Darina Allen on Ireland’s problems with food
Parents can do more to improve kids’ diets, says Darina Allen
Evening Echo, 18 October 2013
RECIPES FOR SUCCESS: Darina Allen says: “Fast food has really done in the family meal.”
Learning to cook can set us free, and give us back the power of choice over what we put into our bodies, adds Darina, who was speaking in Kinsale recently, where she was taking part in the Banter Sessions hosted by Jim Carroll — a series of talks, conversations and discussions about everything, from Madonna and pop culture to running, craft beer and feminism.
Darina was appearing on a discussion panel about our attitudes to food, alongside food blogger Caroline Hennessy (Bibliocook) and journalist Gerry Godley (Lyric FM and Hot Potatoes) at the Black Pig wine bar.
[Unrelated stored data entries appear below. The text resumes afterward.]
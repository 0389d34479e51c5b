//! Computer inventory repository

use chrono::NaiveDate;
use sqlx::{Pool, Postgres};

use crate::{
    error::{AppError, AppResult},
    models::{
        enums::InventoryStatus,
        inventory::{InventoryItem, InventoryListEntry, UpdateInventoryItem},
        stats::DistributionRow,
    },
};

#[derive(Clone)]
pub struct InventoryRepository {
    pool: Pool<Postgres>,
}

impl InventoryRepository {
    pub fn new(pool: Pool<Postgres>) -> Self {
        Self { pool }
    }

    pub async fn get_by_id(&self, id: i64) -> AppResult<InventoryItem> {
        sqlx::query_as::<_, InventoryItem>("SELECT * FROM computer_inventory WHERE id = $1")
            .bind(id)
            .fetch_optional(&self.pool)
            .await?
            .ok_or_else(|| AppError::NotFound(format!("Inventory item {} not found", id)))
    }

    /// List units, newest first, with the donor name
    pub async fn list(&self, status: Option<InventoryStatus>) -> AppResult<Vec<InventoryListEntry>> {
        let rows = sqlx::query_as::<_, InventoryListEntry>(
            r#"
            SELECT i.*, d.donor_name
            FROM computer_inventory i
            LEFT JOIN donations d ON d.id = i.donation_id
            WHERE ($1::text IS NULL OR i.status = $1)
            ORDER BY i.created_at DESC, i.id DESC
            "#,
        )
        .bind(status)
        .fetch_all(&self.pool)
        .await?;
        Ok(rows)
    }

    pub async fn list_for_donation(&self, donation_id: i64) -> AppResult<Vec<InventoryItem>> {
        let rows = sqlx::query_as::<_, InventoryItem>(
            "SELECT * FROM computer_inventory WHERE donation_id = $1 ORDER BY id",
        )
        .bind(donation_id)
        .fetch_all(&self.pool)
        .await?;
        Ok(rows)
    }

    /// Apply a refurbishment update. `status` must already be validated.
    pub async fn update(
        &self,
        id: i64,
        data: &UpdateInventoryItem,
        status: Option<InventoryStatus>,
    ) -> AppResult<InventoryItem> {
        let mut sets = vec!["updated_at = NOW()".to_string()];
        let mut idx = 2;

        macro_rules! add_field {
            ($field:expr, $name:expr) => {
                if $field.is_some() {
                    sets.push(format!("{} = ${}", $name, idx));
                    idx += 1;
                }
            };
        }

        add_field!(data.computer_type, "computer_type");
        add_field!(status, "status");
        add_field!(data.condition_after_refurbishment, "condition_after_refurbishment");
        add_field!(data.refurbishment_notes, "refurbishment_notes");
        add_field!(data.serial_number, "serial_number");

        let query = format!(
            "UPDATE computer_inventory SET {} WHERE id = $1 RETURNING *",
            sets.join(", ")
        );

        let mut builder = sqlx::query_as::<_, InventoryItem>(&query).bind(id);

        macro_rules! bind_field {
            ($field:expr) => {
                if let Some(ref val) = $field {
                    builder = builder.bind(val);
                }
            };
        }

        bind_field!(data.computer_type);
        bind_field!(status);
        bind_field!(data.condition_after_refurbishment);
        bind_field!(data.refurbishment_notes);
        bind_field!(data.serial_number);

        builder
            .fetch_optional(&self.pool)
            .await
            .map_err(|e| {
                if matches!(&e, sqlx::Error::Database(db) if db.is_unique_violation()) {
                    AppError::Conflict("Serial number already assigned to another unit".to_string())
                } else {
                    AppError::Database(e)
                }
            })?
            .ok_or_else(|| AppError::NotFound(format!("Inventory item {} not found", id)))
    }

    /// Delivered units with the location of the receiving request, within the period
    pub async fn delivered_between(
        &self,
        start: Option<NaiveDate>,
        end: Option<NaiveDate>,
    ) -> AppResult<Vec<DistributionRow>> {
        let rows = sqlx::query_as::<_, DistributionRow>(
            r#"
            SELECT r.location, i.updated_at AS delivered_at
            FROM computer_inventory i
            JOIN school_requests r ON r.id = i.assigned_school_request_id
            WHERE i.status = 'delivered'
              AND ($1::date IS NULL OR i.updated_at >= $1::date)
              AND ($2::date IS NULL OR i.updated_at < $2::date + INTERVAL '1 day')
            ORDER BY i.updated_at
            "#,
        )
        .bind(start)
        .bind(end)
        .fetch_all(&self.pool)
        .await?;
        Ok(rows)
    }
}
The panel explored how we have come to the point where so few people now know how to prepare their own meals, and have given up all of the power over their food choices to supermarkets, whose primary concern is profits, not the health of customers.
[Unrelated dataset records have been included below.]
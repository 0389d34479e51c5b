//! Dashboard, impact and period report types

use std::collections::BTreeMap;

use chrono::{DateTime, NaiveDate, Utc};
use serde::{Deserialize, Serialize};
use sqlx::FromRow;
use utoipa::{IntoParams, ToSchema};

use super::{donation::Donation, school_request::SchoolRequest};

#[derive(Debug, Serialize, ToSchema)]
pub struct PendingCounts {
    pub donations: i64,
    pub requests: i64,
}

#[derive(Debug, Serialize, ToSchema)]
pub struct DashboardStatistics {
    pub pending: PendingCounts,
}

#[derive(Debug, Serialize, ToSchema)]
pub struct DashboardResponse {
    pub statistics: DashboardStatistics,
}

/// Row of the `impact_statistics` view
#[derive(Debug, Clone, Serialize, FromRow, ToSchema)]
pub struct ImpactStatistics {
    pub total_computers_donated: i64,
    pub total_computers_delivered: i64,
    pub computers_in_stock: i64,
    pub schools_supported: i64,
    pub students_reached: i64,
    pub total_donors: i64,
}

/// Row of the `view_beneficiaries` view
#[derive(Debug, Clone, Serialize, FromRow, ToSchema)]
pub struct Beneficiary {
    pub request_id: i64,
    pub school_name: String,
    pub location: String,
    pub computer_type: String,
    pub quantity: i64,
    pub reason_for_request: String,
    pub date_received: DateTime<Utc>,
}

/// Period filter for reports
#[derive(Debug, Default, Clone, Deserialize, IntoParams, ToSchema)]
pub struct ReportQuery {
    pub start_date: Option<NaiveDate>,
    pub end_date: Option<NaiveDate>,
}

/// Delivered unit with the location and time it was given out
#[derive(Debug, Clone, FromRow)]
pub struct DistributionRow {
    pub location: String,
    pub delivered_at: DateTime<Utc>,
}

#[derive(Debug, Serialize, ToSchema)]
pub struct ReportSummary {
    pub total_donors: i64,
    pub total_schools: i64,
}

#[derive(Debug, Serialize, ToSchema)]
pub struct ReportApprovals {
    pub donations: Vec<Donation>,
    pub requests: Vec<SchoolRequest>,
}

#[derive(Debug, Serialize, ToSchema)]
pub struct ReportResponse {
    pub summary: ReportSummary,
    pub approvals: ReportApprovals,
    /// location -> "YYYY-MM" -> units delivered
    pub distribution_by_location_month: BTreeMap<String, BTreeMap<String, i64>>,
}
This has given rise to a situation in which supermarkets have driven down the costs of the wrong foods, and it can appear cheaper to buy nutritionally dubious processed foods than fresh fruit and vegetables.
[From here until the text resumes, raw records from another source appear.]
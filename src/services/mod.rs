//! Business logic services

pub mod contact;
pub mod donations;
pub mod email;
pub mod fulfillment;
pub mod inventory;
pub mod school_requests;
pub mod schools;
pub mod stats;
pub mod status;
pub mod transitions;

use std::sync::Arc;

use crate::{config::EmailConfig, repository::{Repository, WorkflowStore}};

use email::Notifier;

/// Container for all services
#[derive(Clone)]
pub struct Services {
    pub donations: donations::DonationsService,
    pub school_requests: school_requests::SchoolRequestsService,
    pub status: status::StatusService,
    pub inventory: inventory::InventoryService,
    pub fulfillment: fulfillment::FulfillmentService,
    pub schools: schools::SchoolsService,
    pub contact: contact::ContactService,
    pub stats: stats::StatsService,
}

impl Services {
    /// Create all services with the given repository
    pub fn new(repository: Repository, email_config: EmailConfig) -> Self {
        let contact_to = email_config.contact_to.clone();
        let store: Arc<dyn WorkflowStore> = Arc::new(repository.clone());
        let notifier: Arc<dyn Notifier> = Arc::new(email::EmailService::new(email_config));

        Self {
            donations: donations::DonationsService::new(repository.clone()),
            school_requests: school_requests::SchoolRequestsService::new(repository.clone()),
            status: status::StatusService::new(store.clone(), notifier.clone()),
            inventory: inventory::InventoryService::new(repository.clone()),
            fulfillment: fulfillment::FulfillmentService::new(store),
            schools: schools::SchoolsService::new(repository.clone()),
            contact: contact::ContactService::new(repository.clone(), notifier, contact_to),
            stats: stats::StatsService::new(repository),
        }
    }
}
Despite rising obesity levels and associated health problems, Darina insists: “I’m still an optimist.”
But she said in the Kinsale discussion: “The decline in home cooking absolutely mirrors the rise in obesity, and fast food has really done in the family meal.
“It’s not just about health. We learn so many of our skills around the table too. Things like sharing, taking our turn, discussing and arguing without killing each other.
“These are social skills that are really important.”
But there was also recognition on the panel that we are not powerless to address this and there is a role for everyone, from families, communities, schools, the media and government to re-empower people by giving them back the knowledge and skills to make informed choices and act on them. “You need so little to make good food that doesn’t cost a fortune,” said Darina.
“But we do need someone back on television going back to basics to empower people.
“We need to show the basic bit of kit they need to make a few simple meals, and let people build from there.”
She would also like to see schools playing a stronger role in teaching children how to grow things and prepare what they grow, and talked about the Slow Food’s campaign to introduce school gardens in primary schools.
“Families should also be demanding that supermarkets provide crèches so that parents don’t have to bring their children in with them. They shouldn’t be subjected to pester-power while they’re shopping.”
Government has a role to play too. “They’re waking up to the fact that we’re not going to be able to fund the health service in the face of the time-bomb of obesity, and all of the health-related consequences of fast food.
“We need the departments of health, agriculture and education to create a virtuous triangle and set the same agenda where it concerns the health of the nation.
“It’s not just about teaching people, farmers must also be paid properly to produce nutritious food.”
But we don’t need to wait for the Government to step in and do something.
Darina talked enthusiastically about grass-roots movements that are emerging in the US to counter-balance the prevailing forces of supermarkets and what some call the ‘food-industrial complex.’
She said: “People are saying ‘forget the government,’ and they’re doing stuff in their own communities. They’re growing things, they’re giving cooking classes, there’s a huge young agrarian movement, as well as farmers' markets, and guerrilla gardeners.”
And they’re making progress. Thanks to grassroots activism, there are now more than 700 urban farms and gardens in Manhattan, New York, of all places.
As a result, Mayor Michael Bloomberg has changed the by-laws so that people can keep rooftop gardens, backyard chickens and bees.
“For two generations we emphasised academic skills over life skills and we failed them,” said Darina. “People need both skills sets in order to live.
“Instead they feel alienated and they feel guilty. People recognise that food affects their health but without the skills, they’re vulnerable, because skills are freedom.”
Confronted with the need to feed a family, on ever-diminishing budgets, as well as a barrage of conflicting information, families no longer have the knowledge that allows them to shop smart and eat healthily.
There were stark and unwelcome statistics: One-in-four Irish children is obese; our neighbours in the UK spend 38 minutes a day cooking, as opposed to four hours being couch potatoes in front of the television.
Furthermore, cooking has arguably been turned into an overly-stylised, and sometimes lurid, spectator sport, where people spend more time watching someone else doing it on screen than they do in their own kitchens.
The consequences of this are not good. Looking at the always trend-setting USA, obesity and being overweight are the second leading cause of death after tobacco, with massive direct and indirect associated costs.
To take one bizarre example, Americans are spending $3.4billion more on petrol per year than they would if they weighed the same as they did in 1960.
In Ireland, the associated direct and indirect costs of absenteeism and premature deaths for 2009 were estimated at €1.13 billion by Safe Food, the cross-border food safety promotion board.
The same agency released a report this week revealing we are eating less than half of the daily recommended amount of fruit and vegetables.